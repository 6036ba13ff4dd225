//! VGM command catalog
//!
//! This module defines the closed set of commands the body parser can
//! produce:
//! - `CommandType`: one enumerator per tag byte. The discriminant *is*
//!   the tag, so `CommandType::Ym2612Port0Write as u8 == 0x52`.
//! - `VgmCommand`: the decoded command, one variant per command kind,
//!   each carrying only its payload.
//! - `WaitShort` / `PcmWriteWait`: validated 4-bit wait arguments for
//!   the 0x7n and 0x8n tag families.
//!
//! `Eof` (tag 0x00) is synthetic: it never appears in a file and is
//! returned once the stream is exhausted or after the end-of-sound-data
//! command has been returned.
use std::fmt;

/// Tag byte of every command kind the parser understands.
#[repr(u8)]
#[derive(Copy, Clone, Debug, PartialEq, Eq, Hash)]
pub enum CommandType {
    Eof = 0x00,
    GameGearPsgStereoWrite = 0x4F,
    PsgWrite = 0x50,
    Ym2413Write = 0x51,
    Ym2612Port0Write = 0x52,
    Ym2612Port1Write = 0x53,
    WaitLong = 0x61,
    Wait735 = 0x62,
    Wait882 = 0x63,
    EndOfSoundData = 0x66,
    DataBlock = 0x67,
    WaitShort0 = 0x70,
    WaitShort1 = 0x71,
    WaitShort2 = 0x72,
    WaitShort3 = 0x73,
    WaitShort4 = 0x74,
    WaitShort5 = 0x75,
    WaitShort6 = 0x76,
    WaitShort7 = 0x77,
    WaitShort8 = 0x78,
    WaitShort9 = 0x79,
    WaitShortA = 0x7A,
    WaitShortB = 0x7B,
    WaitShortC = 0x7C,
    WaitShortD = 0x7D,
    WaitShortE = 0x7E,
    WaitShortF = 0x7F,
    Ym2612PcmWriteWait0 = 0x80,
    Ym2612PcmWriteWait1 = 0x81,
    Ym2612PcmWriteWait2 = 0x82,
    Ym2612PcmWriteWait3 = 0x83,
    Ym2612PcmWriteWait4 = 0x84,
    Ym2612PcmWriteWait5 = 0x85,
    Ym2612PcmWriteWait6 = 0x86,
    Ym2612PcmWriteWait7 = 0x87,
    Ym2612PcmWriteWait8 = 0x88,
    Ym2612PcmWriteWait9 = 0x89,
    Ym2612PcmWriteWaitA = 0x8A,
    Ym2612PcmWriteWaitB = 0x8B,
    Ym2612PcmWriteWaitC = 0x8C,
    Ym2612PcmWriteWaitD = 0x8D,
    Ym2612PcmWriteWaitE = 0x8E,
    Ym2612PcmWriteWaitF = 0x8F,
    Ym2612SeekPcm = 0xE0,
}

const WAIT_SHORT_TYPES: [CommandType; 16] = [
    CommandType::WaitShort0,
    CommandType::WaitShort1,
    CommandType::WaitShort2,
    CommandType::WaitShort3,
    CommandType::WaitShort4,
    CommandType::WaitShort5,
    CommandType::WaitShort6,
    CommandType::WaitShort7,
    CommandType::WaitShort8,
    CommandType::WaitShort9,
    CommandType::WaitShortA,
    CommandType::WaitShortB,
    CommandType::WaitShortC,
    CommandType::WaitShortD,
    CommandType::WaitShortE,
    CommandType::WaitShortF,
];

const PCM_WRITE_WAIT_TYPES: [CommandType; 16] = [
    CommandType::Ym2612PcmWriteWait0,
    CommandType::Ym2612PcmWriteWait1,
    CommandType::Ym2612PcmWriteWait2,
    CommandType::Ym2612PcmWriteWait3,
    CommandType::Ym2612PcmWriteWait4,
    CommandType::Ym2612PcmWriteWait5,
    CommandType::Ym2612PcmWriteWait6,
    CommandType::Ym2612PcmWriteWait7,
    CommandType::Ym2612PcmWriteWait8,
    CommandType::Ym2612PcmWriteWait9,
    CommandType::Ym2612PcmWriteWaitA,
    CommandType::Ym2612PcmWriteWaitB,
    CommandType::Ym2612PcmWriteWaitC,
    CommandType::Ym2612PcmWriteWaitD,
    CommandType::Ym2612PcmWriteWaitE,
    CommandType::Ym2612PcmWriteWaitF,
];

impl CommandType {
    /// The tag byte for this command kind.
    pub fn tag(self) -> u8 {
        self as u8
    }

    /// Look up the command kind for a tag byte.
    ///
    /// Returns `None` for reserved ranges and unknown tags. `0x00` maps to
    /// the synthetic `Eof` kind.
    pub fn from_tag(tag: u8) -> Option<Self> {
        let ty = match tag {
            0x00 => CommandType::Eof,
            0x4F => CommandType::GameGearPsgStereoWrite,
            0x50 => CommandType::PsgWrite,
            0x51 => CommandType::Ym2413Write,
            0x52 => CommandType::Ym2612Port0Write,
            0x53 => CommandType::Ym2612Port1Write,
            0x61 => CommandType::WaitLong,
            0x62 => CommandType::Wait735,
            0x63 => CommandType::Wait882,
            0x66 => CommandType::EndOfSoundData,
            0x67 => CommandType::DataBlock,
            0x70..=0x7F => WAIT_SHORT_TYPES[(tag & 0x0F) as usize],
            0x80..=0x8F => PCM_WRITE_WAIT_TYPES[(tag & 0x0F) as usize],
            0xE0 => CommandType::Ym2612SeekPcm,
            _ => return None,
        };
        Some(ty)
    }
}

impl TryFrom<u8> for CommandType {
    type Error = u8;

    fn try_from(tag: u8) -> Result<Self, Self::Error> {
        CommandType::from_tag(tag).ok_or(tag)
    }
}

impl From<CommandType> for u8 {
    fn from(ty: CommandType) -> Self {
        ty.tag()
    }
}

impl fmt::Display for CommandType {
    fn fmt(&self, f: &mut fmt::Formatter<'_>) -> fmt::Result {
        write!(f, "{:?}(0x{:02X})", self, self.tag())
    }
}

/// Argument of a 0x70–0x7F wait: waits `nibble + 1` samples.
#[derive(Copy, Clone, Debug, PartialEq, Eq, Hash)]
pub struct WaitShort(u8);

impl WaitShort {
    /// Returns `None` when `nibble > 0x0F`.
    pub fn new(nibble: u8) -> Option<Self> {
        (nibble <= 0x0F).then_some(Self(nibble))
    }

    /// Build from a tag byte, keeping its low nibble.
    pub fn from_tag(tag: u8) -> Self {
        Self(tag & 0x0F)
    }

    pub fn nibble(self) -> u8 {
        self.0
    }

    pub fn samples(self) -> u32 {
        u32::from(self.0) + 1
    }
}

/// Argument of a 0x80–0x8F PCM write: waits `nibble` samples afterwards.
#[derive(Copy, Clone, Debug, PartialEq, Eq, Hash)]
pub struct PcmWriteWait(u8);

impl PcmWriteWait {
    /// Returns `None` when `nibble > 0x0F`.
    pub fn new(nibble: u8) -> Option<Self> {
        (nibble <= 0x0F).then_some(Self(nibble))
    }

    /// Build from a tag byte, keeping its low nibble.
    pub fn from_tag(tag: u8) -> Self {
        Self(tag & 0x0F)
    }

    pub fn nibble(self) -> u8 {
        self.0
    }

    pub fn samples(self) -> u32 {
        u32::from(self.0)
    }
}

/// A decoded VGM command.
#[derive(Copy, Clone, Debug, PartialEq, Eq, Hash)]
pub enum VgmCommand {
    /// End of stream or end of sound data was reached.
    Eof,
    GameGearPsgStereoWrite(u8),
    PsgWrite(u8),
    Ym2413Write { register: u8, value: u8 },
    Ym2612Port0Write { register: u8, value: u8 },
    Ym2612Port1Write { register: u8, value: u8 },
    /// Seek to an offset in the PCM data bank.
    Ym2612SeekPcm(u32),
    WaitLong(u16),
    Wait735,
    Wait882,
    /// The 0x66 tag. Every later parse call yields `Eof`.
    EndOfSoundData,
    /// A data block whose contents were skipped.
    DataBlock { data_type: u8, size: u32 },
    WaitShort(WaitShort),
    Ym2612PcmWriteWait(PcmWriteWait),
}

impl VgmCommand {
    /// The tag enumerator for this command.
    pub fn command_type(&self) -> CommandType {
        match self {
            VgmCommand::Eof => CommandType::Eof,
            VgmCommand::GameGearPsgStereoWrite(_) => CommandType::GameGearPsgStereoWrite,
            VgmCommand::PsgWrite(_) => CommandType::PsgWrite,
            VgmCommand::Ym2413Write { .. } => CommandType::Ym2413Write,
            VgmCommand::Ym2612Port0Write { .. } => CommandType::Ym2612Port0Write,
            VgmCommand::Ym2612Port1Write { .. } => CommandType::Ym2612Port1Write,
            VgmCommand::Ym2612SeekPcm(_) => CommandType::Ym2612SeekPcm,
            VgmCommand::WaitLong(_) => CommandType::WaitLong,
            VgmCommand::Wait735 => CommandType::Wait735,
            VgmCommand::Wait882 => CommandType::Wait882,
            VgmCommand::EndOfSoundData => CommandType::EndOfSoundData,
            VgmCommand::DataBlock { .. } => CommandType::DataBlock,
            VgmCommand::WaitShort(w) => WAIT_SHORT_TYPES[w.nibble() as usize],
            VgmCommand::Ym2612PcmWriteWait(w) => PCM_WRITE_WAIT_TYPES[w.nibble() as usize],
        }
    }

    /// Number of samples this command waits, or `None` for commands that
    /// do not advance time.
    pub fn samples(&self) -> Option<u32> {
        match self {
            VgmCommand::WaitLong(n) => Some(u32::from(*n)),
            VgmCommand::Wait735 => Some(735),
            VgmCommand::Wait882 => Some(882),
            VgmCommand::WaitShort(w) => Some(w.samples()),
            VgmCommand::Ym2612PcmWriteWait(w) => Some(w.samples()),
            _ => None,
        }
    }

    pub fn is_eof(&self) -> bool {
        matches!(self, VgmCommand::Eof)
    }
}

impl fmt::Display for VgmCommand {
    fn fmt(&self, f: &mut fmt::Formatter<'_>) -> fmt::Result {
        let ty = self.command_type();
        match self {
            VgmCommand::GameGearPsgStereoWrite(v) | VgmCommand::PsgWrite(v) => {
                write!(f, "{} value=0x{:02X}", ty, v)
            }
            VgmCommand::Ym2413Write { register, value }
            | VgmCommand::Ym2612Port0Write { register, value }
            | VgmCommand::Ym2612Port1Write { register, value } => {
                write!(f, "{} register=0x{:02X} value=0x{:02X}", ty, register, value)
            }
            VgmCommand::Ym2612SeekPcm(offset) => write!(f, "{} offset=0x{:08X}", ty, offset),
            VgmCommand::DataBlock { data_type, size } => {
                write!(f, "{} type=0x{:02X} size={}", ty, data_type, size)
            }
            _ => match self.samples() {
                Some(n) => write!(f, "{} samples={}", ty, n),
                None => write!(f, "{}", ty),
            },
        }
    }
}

...

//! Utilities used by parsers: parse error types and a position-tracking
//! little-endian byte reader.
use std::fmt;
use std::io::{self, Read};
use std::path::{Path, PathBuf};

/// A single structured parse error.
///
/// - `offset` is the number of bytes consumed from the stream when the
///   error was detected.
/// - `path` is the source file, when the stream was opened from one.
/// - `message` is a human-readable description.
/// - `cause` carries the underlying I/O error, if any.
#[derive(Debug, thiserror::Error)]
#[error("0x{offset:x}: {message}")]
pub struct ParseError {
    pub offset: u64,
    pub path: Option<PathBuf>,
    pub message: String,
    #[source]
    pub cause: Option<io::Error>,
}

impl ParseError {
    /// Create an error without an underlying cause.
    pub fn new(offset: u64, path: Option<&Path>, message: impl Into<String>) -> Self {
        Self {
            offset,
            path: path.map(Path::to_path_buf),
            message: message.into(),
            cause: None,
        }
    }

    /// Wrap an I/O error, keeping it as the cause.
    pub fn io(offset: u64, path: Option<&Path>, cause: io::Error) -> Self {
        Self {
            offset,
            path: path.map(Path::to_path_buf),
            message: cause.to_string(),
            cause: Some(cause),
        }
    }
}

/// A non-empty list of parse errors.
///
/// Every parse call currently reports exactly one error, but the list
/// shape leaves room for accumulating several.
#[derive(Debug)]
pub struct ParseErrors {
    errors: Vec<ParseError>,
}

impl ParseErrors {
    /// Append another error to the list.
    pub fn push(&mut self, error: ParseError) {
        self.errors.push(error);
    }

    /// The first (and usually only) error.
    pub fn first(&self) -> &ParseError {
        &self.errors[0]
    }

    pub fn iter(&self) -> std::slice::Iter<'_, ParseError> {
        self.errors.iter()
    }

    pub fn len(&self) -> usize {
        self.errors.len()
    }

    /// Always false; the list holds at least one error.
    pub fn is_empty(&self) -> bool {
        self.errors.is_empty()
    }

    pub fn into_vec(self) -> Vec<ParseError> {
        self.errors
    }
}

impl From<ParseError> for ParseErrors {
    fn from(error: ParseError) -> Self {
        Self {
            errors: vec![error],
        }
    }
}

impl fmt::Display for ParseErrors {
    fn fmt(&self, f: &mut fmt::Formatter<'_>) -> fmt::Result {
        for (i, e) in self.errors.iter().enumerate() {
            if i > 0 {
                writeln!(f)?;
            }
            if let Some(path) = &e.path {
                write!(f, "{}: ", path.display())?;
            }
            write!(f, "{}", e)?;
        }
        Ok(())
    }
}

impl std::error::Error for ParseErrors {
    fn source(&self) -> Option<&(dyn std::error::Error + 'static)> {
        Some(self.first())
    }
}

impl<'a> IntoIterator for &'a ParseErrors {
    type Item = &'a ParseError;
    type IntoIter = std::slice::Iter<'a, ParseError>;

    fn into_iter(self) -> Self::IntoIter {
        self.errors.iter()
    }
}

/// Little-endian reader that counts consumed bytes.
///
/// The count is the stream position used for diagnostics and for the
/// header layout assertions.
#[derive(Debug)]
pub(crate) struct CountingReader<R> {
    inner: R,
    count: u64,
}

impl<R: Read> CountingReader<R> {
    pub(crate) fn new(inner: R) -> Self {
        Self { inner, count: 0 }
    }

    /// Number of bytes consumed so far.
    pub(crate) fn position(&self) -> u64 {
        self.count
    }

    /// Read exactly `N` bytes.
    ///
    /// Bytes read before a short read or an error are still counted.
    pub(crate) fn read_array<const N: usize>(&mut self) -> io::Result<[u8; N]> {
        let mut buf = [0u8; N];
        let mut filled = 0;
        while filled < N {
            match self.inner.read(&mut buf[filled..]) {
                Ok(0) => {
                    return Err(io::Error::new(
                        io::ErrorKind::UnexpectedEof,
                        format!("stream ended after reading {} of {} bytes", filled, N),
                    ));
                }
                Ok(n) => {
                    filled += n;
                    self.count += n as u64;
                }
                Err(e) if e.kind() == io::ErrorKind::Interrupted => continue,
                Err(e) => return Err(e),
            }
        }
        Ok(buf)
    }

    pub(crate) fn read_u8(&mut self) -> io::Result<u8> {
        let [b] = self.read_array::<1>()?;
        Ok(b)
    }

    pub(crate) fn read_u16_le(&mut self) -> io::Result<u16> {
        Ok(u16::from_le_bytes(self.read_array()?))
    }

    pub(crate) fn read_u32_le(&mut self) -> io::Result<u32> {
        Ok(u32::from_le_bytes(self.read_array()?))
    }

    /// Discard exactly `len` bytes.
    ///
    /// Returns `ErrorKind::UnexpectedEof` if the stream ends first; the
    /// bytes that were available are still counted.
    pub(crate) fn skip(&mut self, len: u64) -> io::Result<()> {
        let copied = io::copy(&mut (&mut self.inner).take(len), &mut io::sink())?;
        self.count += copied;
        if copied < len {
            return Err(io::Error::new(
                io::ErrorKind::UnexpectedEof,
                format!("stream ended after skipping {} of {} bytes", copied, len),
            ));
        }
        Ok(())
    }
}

==

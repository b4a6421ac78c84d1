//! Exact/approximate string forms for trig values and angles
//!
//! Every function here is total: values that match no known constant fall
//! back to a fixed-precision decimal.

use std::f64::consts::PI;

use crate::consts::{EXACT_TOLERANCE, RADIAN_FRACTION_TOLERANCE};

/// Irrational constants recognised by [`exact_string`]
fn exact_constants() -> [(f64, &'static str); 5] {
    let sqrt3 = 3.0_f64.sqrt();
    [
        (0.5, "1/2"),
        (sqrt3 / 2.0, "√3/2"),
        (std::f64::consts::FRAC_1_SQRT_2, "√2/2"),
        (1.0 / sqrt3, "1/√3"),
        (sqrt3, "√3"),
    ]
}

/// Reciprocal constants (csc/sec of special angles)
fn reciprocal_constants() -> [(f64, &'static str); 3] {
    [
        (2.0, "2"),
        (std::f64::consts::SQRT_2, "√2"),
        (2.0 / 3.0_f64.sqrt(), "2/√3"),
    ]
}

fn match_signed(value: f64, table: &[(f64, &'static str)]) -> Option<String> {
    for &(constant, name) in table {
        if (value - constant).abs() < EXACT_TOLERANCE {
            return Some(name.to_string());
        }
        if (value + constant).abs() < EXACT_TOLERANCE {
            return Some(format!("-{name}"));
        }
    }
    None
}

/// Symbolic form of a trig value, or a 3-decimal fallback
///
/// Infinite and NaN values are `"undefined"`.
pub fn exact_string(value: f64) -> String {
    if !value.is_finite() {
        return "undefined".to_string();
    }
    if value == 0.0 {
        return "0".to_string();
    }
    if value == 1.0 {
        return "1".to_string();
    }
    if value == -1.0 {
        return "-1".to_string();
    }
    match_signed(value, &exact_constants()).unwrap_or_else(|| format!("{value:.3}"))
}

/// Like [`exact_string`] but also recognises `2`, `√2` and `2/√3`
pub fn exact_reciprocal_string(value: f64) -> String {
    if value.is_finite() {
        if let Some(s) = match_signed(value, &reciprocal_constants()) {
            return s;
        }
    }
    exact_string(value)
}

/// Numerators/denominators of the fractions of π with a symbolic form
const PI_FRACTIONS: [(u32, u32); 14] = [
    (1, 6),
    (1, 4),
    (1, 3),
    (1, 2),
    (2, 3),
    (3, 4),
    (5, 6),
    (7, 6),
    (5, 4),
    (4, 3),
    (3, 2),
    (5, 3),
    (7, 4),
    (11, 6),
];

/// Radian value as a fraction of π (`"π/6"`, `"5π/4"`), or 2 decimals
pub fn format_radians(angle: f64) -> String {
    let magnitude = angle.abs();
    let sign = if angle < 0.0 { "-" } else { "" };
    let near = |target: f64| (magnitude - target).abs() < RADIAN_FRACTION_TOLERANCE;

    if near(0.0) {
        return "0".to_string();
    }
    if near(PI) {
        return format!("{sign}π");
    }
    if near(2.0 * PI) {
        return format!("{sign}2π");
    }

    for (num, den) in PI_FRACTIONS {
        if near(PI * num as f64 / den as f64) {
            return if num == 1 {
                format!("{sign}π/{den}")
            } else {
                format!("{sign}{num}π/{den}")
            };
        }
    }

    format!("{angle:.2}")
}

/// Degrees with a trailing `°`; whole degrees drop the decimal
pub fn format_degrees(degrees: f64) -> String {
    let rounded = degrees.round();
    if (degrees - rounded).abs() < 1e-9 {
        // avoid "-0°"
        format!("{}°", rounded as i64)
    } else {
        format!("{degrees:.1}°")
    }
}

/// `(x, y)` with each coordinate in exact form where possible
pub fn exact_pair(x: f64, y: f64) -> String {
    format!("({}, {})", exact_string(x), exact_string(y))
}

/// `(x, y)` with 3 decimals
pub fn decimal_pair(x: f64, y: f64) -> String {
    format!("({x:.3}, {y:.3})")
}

Goal of the exercise:
Give back, exactly as written, the stretch from the line with "self.errors.push(error);" through the line with "pub fn into_vec(self)", and no other lines from the records above.

Response to the task:
        self.errors.push(error);
    }

    /// The first (and usually only) error.
    pub fn first(&self) -> &ParseError {
        &self.errors[0]
    }

    pub fn iter(&self) -> std::slice::Iter<'_, ParseError> {
        self.errors.iter()
    }

    pub fn len(&self) -> usize {
        self.errors.len()
    }

    /// Always false; the list holds at least one error.
    pub fn is_empty(&self) -> bool {
        self.errors.is_empty()
    }

    pub fn into_vec(self) -> Vec<ParseError> {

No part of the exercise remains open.